Cutting across 6th Avenue, the Post Office parking area and 6th Street gets us to the Post Office's vehicles which lot is fenced off.

So, once again, our hike will require imagining that we can pass through barriers like ghosts. Scoffers may well object to these technicalities.

But if you're still with me, we are ready to cross 7th Avenue.

A couple more parking lots get us to 8th Avenue, another thoroughfare with imposing traffic (ADC=13,700). So we'll look across the street to where we'd like to go...
...and take the way of discretion.

Angling across this block, used mostly by Horizon Family Services, gets us to the corner of 9th Avenue and 5th Street.

Two small adjacent lots get us to 10th Avenue. Stepping over the railroad tracks gets us close to the historic Cherry Building.... almost there! For the last block, though, I'll admit to pushing the envelope and trying the patience of the judges. We have to cross 10th Avenue (or the construction site) at quite an angle to get to the Cherry Building's parking area, which to my mind looks more like an alley than a true parking lot.


Nevertheless, if you're willing to accept that compromise, we made it!

(And, if your young and exuberant self is not tired yet, you can continue across The Depot parking lot to the Geonetric building.)

Now, if you're through checking your FitBit, can we reflect on what all these parking spaces mean?  Between our urban downtown and some traditional walkable neighborhoods is some severely suburban development, exemplified by PCI's shopping mall-like layout. The city street of the future (Davidson 2018) will look nothing like what's there now, nor what the MedQuarter contemplates building. While some of our hike's success relied on technical rulings by me a.k.a. the judges, or by crossing lots that were individually so small that no one could object to them, we've just trekked through a huge parking crater that creates a tangible boundary between downtown and the nearest core neighborhoods.
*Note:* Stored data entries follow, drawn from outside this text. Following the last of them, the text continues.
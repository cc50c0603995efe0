//! Host environment seam

use std::path::{Path, PathBuf};

#[cfg(test)]
use mockall::mock;

/// What the dispatcher needs to know about the machine it runs on
pub trait HostEnvironment: Send + Sync + 'static {
    /// Searches the executable lookup path for `program`.
    fn which(&self, program: &str) -> Option<PathBuf>;

    /// Whether `path` names an executable file.
    fn is_executable(&self, path: &Path) -> bool;

    /// The local hostname, used in attachment content-ids.
    fn hostname(&self) -> String;
}

#[cfg(test)]
mock! {
    pub HostEnvironment {}

    impl HostEnvironment for HostEnvironment {
        fn which(&self, program: &str) -> Option<PathBuf>;
        fn is_executable(&self, path: &Path) -> bool;
        fn hostname(&self) -> String;
    }
}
This much empty space makes it difficult either to sustain a 24-hour downtown or to make connections between the neighborhoods and the burgeoning commercial areas in downtown and New Bo. At the same time, most of the crater is in private hands, and anyway is too far from downtown attractions to support for the nearby urban development with parking capacity.

At the same time, our hike shows the limits to how the MedQuarter can develop. If the success of these medical enterprises depends on the choices of people with cars they're going to need a great deal of surface parking, maybe more than this area can supply (Castleman 2018). At the same time, if medical "tourists" from the region matter more than people on foot from the immediate neighborhood, maybe the medical development should be and would be happier somewhere on the edge of town where real estate is cheap and expandable, the car can be king, and acres of surface parking don't put a crater in the urban fabric. Meanwhile, residential and commercial development along the route we just walked could support a larger walkable area than we currently have, room for families in the city center, affordable housing and--dare I say it?--a school or two. Maybe the solution to PCI's parking needs is not to subsidize their tearing down houses but to help them find a better location.